— Problem —
Return all lines from the entries below in which the word "folds" is present.

— Dataset excerpts —
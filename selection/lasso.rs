//! # Cross-validated lasso
//!
//! Pathwise coordinate descent for
//!
//! ```text
//! minimize  (1 / 2n) ‖y - Xβ‖² + λ ‖β‖₁
//! ```
//!
//! on standardized columns, with warm starts along a log-spaced λ grid and
//! active-set iteration. K-fold cross-validation over the grid picks the λ with
//! the smallest held-out mean squared error, and the full data is refit there.

use super::FitError;
use super::adapter::{L1Selection, L1Selector};
use super::standardize::{Standardized, center, standardize_columns};
use ndarray::{Array1, Array2, ArrayView1, ArrayView2, Axis};
use rand::rngs::StdRng;
use rand::seq::SliceRandom;
use rayon::prelude::*;

/// The path stops once this fraction of the null deviance is explained.
const SATURATED_DEVIANCE_RATIO: f64 = 0.999;

/// Configuration of the cross-validated lasso.
#[derive(Debug, Clone)]
pub struct CvLasso {
    pub folds: usize,
    pub n_lambda: usize,
    /// Smallest λ as a fraction of `λ_max`. Defaults to 1e-4 when `n > p`, else 1e-2.
    pub lambda_min_ratio: Option<f64>,
    /// Coordinate-descent sweeps allowed per λ.
    pub max_iterations: usize,
    pub tolerance: f64,
}

impl Default for CvLasso {
    fn default() -> Self {
        Self {
            folds: 10,
            n_lambda: 100,
            lambda_min_ratio: None,
            max_iterations: 10_000,
            tolerance: 1e-7,
        }
    }
}

/// The refit at the cross-validated λ.
#[derive(Debug, Clone)]
pub struct LassoFit {
    pub lambda: f64,
    /// Raw-scale slopes.
    pub coefficients: Array1<f64>,
    pub intercept: f64,
    /// Mean held-out squared error at `lambda`.
    pub cv_loss: f64,
}

impl LassoFit {
    /// Indices of the non-zero coefficients.
    pub fn support(&self) -> Vec<usize> {
        self.coefficients
            .iter()
            .enumerate()
            .filter(|&(_, &beta)| beta != 0.0)
            .map(|(j, _)| j)
            .collect()
    }
}

impl CvLasso {
    pub fn with_folds(folds: usize) -> Self {
        Self {
            folds,
            ..Self::default()
        }
    }

    /// Cross-validates the regularization strength and refits on all rows.
    pub fn fit_cv(
        &self,
        x: ArrayView2<f64>,
        y: ArrayView1<f64>,
        rng: &mut StdRng,
    ) -> Result<LassoFit, FitError> {
        let (n, p) = x.dim();
        if y.len() != n {
            return Err(FitError::DimensionMismatch {
                rows: n,
                responses: y.len(),
            });
        }
        if n < self.folds || self.folds < 2 {
            return Err(FitError::TooFewSamples {
                folds: self.folds,
                samples: n,
            });
        }

        let full = standardize_columns(x);
        let (y_centered, y_mean) = center(y);
        let lambda_max = lambda_max(&full.data, &y_centered);
        if !(lambda_max > 0.0) {
            // Nothing correlates with the response: the empty model is the whole path.
            return Ok(LassoFit {
                lambda: 0.0,
                coefficients: Array1::zeros(p),
                intercept: y_mean,
                cv_loss: y_centered.dot(&y_centered) / n as f64,
            });
        }
        let ratio = self
            .lambda_min_ratio
            .unwrap_or(if n > p { 1e-4 } else { 1e-2 });
        let lambdas = lambda_grid(lambda_max, ratio, self.n_lambda.max(1));

        let fold_of = assign_folds(n, self.folds, rng);
        let fold_errors = (0..self.folds)
            .into_par_iter()
            .map(|fold| self.held_out_errors(x, y, &fold_of, fold, &lambdas))
            .collect::<Vec<_>>()
            .into_iter()
            .collect::<Result<Vec<_>, FitError>>()?;

        let usable = fold_errors.iter().map(Vec::len).min().unwrap_or(0);
        let (best, cv_loss) = (0..usable)
            .map(|l| (l, fold_errors.iter().map(|errors| errors[l]).sum::<f64>() / n as f64))
            .fold((0, f64::INFINITY), |acc, candidate| {
                if candidate.1 < acc.1 { candidate } else { acc }
            });
        log::debug!(
            "CV lasso: {} of {} lambdas usable, best index {} (lambda {:.4e}, loss {:.4e})",
            usable,
            lambdas.len(),
            best,
            lambdas[best],
            cv_loss
        );

        let (lambda, beta) = refit(&full, &y_centered, &lambdas[..=best], self)?;
        let (coefficients, intercept) = full.to_raw_scale(beta.view(), y_mean);

        Ok(LassoFit {
            lambda,
            coefficients,
            intercept,
            cv_loss,
        })
    }

    /// Sum of squared held-out errors for each λ fitted on the training rows of `fold`.
    fn held_out_errors(
        &self,
        x: ArrayView2<f64>,
        y: ArrayView1<f64>,
        fold_of: &[usize],
        fold: usize,
        lambdas: &[f64],
    ) -> Result<Vec<f64>, FitError> {
        let (train, test): (Vec<usize>, Vec<usize>) =
            (0..fold_of.len()).partition(|&i| fold_of[i] != fold);

        let x_train = x.select(Axis(0), &train);
        let y_train = y.select(Axis(0), &train);
        let x_test = x.select(Axis(0), &test);
        let y_test = y.select(Axis(0), &test);

        let standardized = standardize_columns(x_train.view());
        let (y_centered, y_mean) = center(y_train.view());
        let path = fit_path(&standardized, &y_centered, lambdas, self)?;

        Ok(path
            .iter()
            .map(|beta| {
                let (slopes, intercept) = standardized.to_raw_scale(beta.view(), y_mean);
                let predictions = x_test.dot(&slopes);
                predictions
                    .iter()
                    .zip(y_test.iter())
                    .map(|(&prediction, &observed)| {
                        let residual = observed - prediction - intercept;
                        residual * residual
                    })
                    .sum::<f64>()
            })
            .collect())
    }
}

impl L1Selector for CvLasso {
    fn select(
        &self,
        x: ArrayView2<f64>,
        y: ArrayView1<f64>,
        rng: &mut StdRng,
    ) -> Result<L1Selection, FitError> {
        let fit = self.fit_cv(x, y, rng)?;
        let indices = fit.support();
        log::debug!(
            "Lasso selected {} variables at lambda {:.4e}",
            indices.len(),
            fit.lambda
        );
        Ok(L1Selection {
            indices,
            lambda: Some(fit.lambda),
        })
    }
}

/// Smallest λ for which the all-zero solution is optimal.
fn lambda_max(x: &Array2<f64>, y: &Array1<f64>) -> f64 {
    let n = x.nrows() as f64;
    x.axis_iter(Axis(1))
        .map(|column| (column.dot(y) / n).abs())
        .fold(0.0, f64::max)
}

/// `count` log-spaced values from `max` down to `max * ratio`.
pub fn lambda_grid(max: f64, ratio: f64, count: usize) -> Vec<f64> {
    match count {
        0 => Vec::new(),
        1 => vec![max],
        _ => {
            let step = ratio.ln() / (count - 1) as f64;
            (0..count)
                .map(|i| max * (step * i as f64).exp())
                .collect()
        }
    }
}

fn assign_folds(n: usize, folds: usize, rng: &mut StdRng) -> Vec<usize> {
    let mut order: Vec<usize> = (0..n).collect();
    order.shuffle(rng);
    let mut fold_of = vec![0; n];
    for (position, &row) in order.iter().enumerate() {
        fold_of[row] = position % folds;
    }
    fold_of
}

fn soft_threshold(value: f64, threshold: f64) -> f64 {
    if value > threshold {
        value - threshold
    } else if value < -threshold {
        value + threshold
    } else {
        0.0
    }
}

/// Coefficients (standardized scale) at each λ, warm-started from the previous one.
/// Stops early once the fit saturates, so the result may be shorter than `lambdas`.
fn fit_path(
    standardized: &Standardized,
    y: &Array1<f64>,
    lambdas: &[f64],
    settings: &CvLasso,
) -> Result<Vec<Array1<f64>>, FitError> {
    let x = &standardized.data;
    let p = x.ncols();
    let columns = standardized.usable_columns();
    let null_deviance = y.dot(y);

    let mut beta = Array1::<f64>::zeros(p);
    let mut residual = y.clone();
    let mut path = Vec::with_capacity(lambdas.len());

    for &lambda in lambdas {
        coordinate_descent(x, &columns, &mut beta, &mut residual, lambda, settings)?;
        path.push(beta.clone());

        if null_deviance > 0.0 {
            let explained = 1.0 - residual.dot(&residual) / null_deviance;
            if explained >= SATURATED_DEVIANCE_RATIO {
                log::debug!("Lasso path saturated at lambda {lambda:.4e}");
                break;
            }
        }
    }
    Ok(path)
}

/// Fits the full data down the grid and returns the last λ the path reached with
/// its coefficients. A saturated path stops short of `lambdas.last()`.
fn refit(
    standardized: &Standardized,
    y: &Array1<f64>,
    lambdas: &[f64],
    settings: &CvLasso,
) -> Result<(f64, Array1<f64>), FitError> {
    let mut path = fit_path(standardized, y, lambdas, settings)?;
    let lambda = path.len().checked_sub(1).map_or(0.0, |last| lambdas[last]);
    let beta = path
        .pop()
        .unwrap_or_else(|| Array1::zeros(standardized.data.ncols()));
    Ok((lambda, beta))
}

/// One coordinate update; returns the absolute change of `beta[j]`.
fn update_coordinate(
    x: &Array2<f64>,
    j: usize,
    beta: &mut Array1<f64>,
    residual: &mut Array1<f64>,
    lambda: f64,
) -> f64 {
    let column = x.column(j);
    let n = x.nrows() as f64;
    let previous = beta[j];
    let updated = soft_threshold(column.dot(residual) / n + previous, lambda);
    let delta = updated - previous;
    if delta != 0.0 {
        residual.scaled_add(-delta, &column);
        beta[j] = updated;
    }
    delta.abs()
}

/// Full sweeps alternate with sweeps over the current non-zero set until a full
/// sweep leaves every coefficient (almost) where it was.
fn coordinate_descent(
    x: &Array2<f64>,
    columns: &[usize],
    beta: &mut Array1<f64>,
    residual: &mut Array1<f64>,
    lambda: f64,
    settings: &CvLasso,
) -> Result<(), FitError> {
    let mut sweeps = 0;
    loop {
        let mut largest = 0.0f64;
        for &j in columns {
            largest = largest.max(update_coordinate(x, j, beta, residual, lambda));
        }
        sweeps += 1;
        if largest < settings.tolerance {
            return Ok(());
        }

        let active: Vec<usize> = columns.iter().copied().filter(|&j| beta[j] != 0.0).collect();
        loop {
            if sweeps >= settings.max_iterations {
                return Err(FitError::DidNotConverge {
                    lambda,
                    max_iterations: settings.max_iterations,
                });
            }
            let mut active_largest = 0.0f64;
            for &j in &active {
                active_largest = active_largest.max(update_coordinate(x, j, beta, residual, lambda));
            }
            sweeps += 1;
            if active_largest < settings.tolerance {
                break;
            }
        }

        if sweeps >= settings.max_iterations {
            return Err(FitError::DidNotConverge {
                lambda,
                max_iterations: settings.max_iterations,
            });
        }
    }
}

— Worked solution —
    pub folds: usize,
            folds: 10,
    pub fn with_folds(folds: usize) -> Self {
            folds,
        if n < self.folds || self.folds < 2 {
                folds: self.folds,
        let fold_of = assign_folds(n, self.folds, rng);
        let fold_errors = (0..self.folds)
fn assign_folds(n: usize, folds: usize, rng: &mut StdRng) -> Vec<usize> {
        fold_of[row] = position % folds;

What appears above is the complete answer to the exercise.